Emergency Medicine Department, National University Hospital, National University Health System, Singapore.
Department of Emergency Medicine, Singapore General Hospital, Singapore.
Singapore Med J. 2019 Aug;60(8):418-426. doi: 10.11622/smedj.2019013. Epub 2019 Feb 18.
Prognostic thresholds for 30-day major adverse cardiac events (MACE) have been studied for high-sensitivity troponin T (hsTnT) in patients with suspected acute coronary syndrome (ACS), but there is limited data on the prognostic performance of hsTnT for one-year MACE.

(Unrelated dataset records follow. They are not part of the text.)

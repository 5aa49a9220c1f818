//! Prefix-stripping handler wrapper

use hyper::http::uri::{PathAndQuery, Uri};
use hyper::Request;

use super::{Handler, HandlerFuture};
use crate::http;

/// Removes `prefix` from the request path before calling the inner handler
///
/// Requests whose path does not start with the prefix get a 404.
pub struct StripPrefix<H> {
    prefix: String,
    inner: H,
}

impl<H: Handler> StripPrefix<H> {
    pub fn new(prefix: impl Into<String>, inner: H) -> Self {
        Self {
            prefix: prefix.into(),
            inner,
        }
    }
}

impl<H: Handler> Handler for StripPrefix<H> {
    fn call(&self, req: Request<()>) -> HandlerFuture {
        match strip_request_prefix(req, &self.prefix) {
            Some(stripped) => self.inner.call(stripped),
            None => Box::pin(async { http::build_default_404_response() }),
        }
    }
}

/// Rewrite the request URI without `prefix`; the remaining path always keeps
/// a leading `/`
fn strip_request_prefix(req: Request<()>, prefix: &str) -> Option<Request<()>> {
    let (mut parts, body) = req.into_parts();

    let rest = parts.uri.path().strip_prefix(prefix)?;
    let path = if rest.starts_with('/') {
        rest.to_string()
    } else {
        format!("/{rest}")
    };
    let path_and_query = match parts.uri.query() {
        Some(query) => format!("{path}?{query}"),
        None => path,
    };

    let mut uri_parts = parts.uri.clone().into_parts();
    uri_parts.path_and_query = Some(PathAndQuery::try_from(path_and_query).ok()?);
    parts.uri = Uri::from_parts(uri_parts).ok()?;

    Some(Request::from_parts(parts, body))
}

We prospectively measured hsTnT (in ng/mL up to two decimal places) at 0, 2 and 7 hours for patients presenting with symptoms suggestive of ACS to our emergency department from March 2010 to April 2013. We assessed the prognostic performance of hsTnT cut-offs for 30-day and one-year MACE, and the utility of delta-hsTnT in predicting MACE.
Among 2,444 patients studied, 273 (11.2%) developed MACE (including index MACE) by 30 days and 359 (14.7%) patients developed MACE at one year. The suggested hsTnT cut-off for 30-day MACE was ≥ 10 ng/L at 0 hour (positive predictive value [PPV] 33.5%, negative predictive value [NPV] 94.5%) and 7 hours (PPV 37.3%, NPV 94.5%), and ≥ 20 ng/L at 2 hours (PPV 36.9%, NPV 96.9%). For one-year MACE, the suggested cut-off was also ≥ 10 ng/L at all readings. Plasma hsTnT ≥ 30 ng/L at any reading gave PPV > 54% and NPV > 93% for 30-day MACE. Absolute 0-2 hour and 2-7 hour delta-hsTnT ≥ 10 ng/L gave PPV > 50% for 30-day and one-year MACE.
Patients with 0-, 2- or 7-hour hsTnT ≥ 30 ng/L and 0-2 hour delta-hsTnT ≥ 10 ng/L had PPV > 50% for 30-day and one-year MACE, and should be investigated thoroughly.
在疑似急性冠状动脉综合征(ACS)患者中,已经研究了高敏肌钙蛋白 T(hsTnT)的 30 天主要不良心脏事件(MACE)预后阈值,但 hsTnT 预测一年 MACE 的预后性能数据有限。
我们前瞻性地测量了 2010 年 3 月至 2013 年 4 月期间在急诊科出现疑似 ACS 症状的患者在 0、2 和 7 小时的 hsTnT(精确到小数点后两位)。我们评估了 hsTnT 截断值对 30 天和一年 MACE 的预测性能,以及 delta-hsTnT 在预测 MACE 中的应用。
在 2444 名研究患者中,273 名(11.2%)在 30 天内发生 MACE(包括指数 MACE),359 名(14.7%)患者在一年内发生 MACE。30 天 MACE 的 hsTnT 截断值为 0 小时≥ 10 ng/L(阳性预测值[PPV]33.5%,阴性预测值[NPV]94.5%)和 7 小时≥ 10 ng/L(PPV 37.3%,NPV 94.5%),2 小时≥ 20 ng/L(PPV 36.9%,NPV 96.9%)。对于一年 MACE,所有读数的建议截断值也≥ 10 ng/L。任何读数时的 hsTnT 血浆浓度≥ 30 ng/L 对 30 天 MACE 的阳性预测值(PPV)>54%,阴性预测值(NPV)>93%。0-2 小时和 2-7 小时的绝对 delta-hsTnT≥ 10 ng/L 对 30 天和一年 MACE 的阳性预测值(PPV)>50%。
0 小时、2 小时或 7 小时 hsTnT≥30ng/L 和 0-2 小时 delta-hsTnT≥10ng/L 的患者对 30 天和一年 MACE 的阳性预测值(PPV)>50%,应进行彻底检查。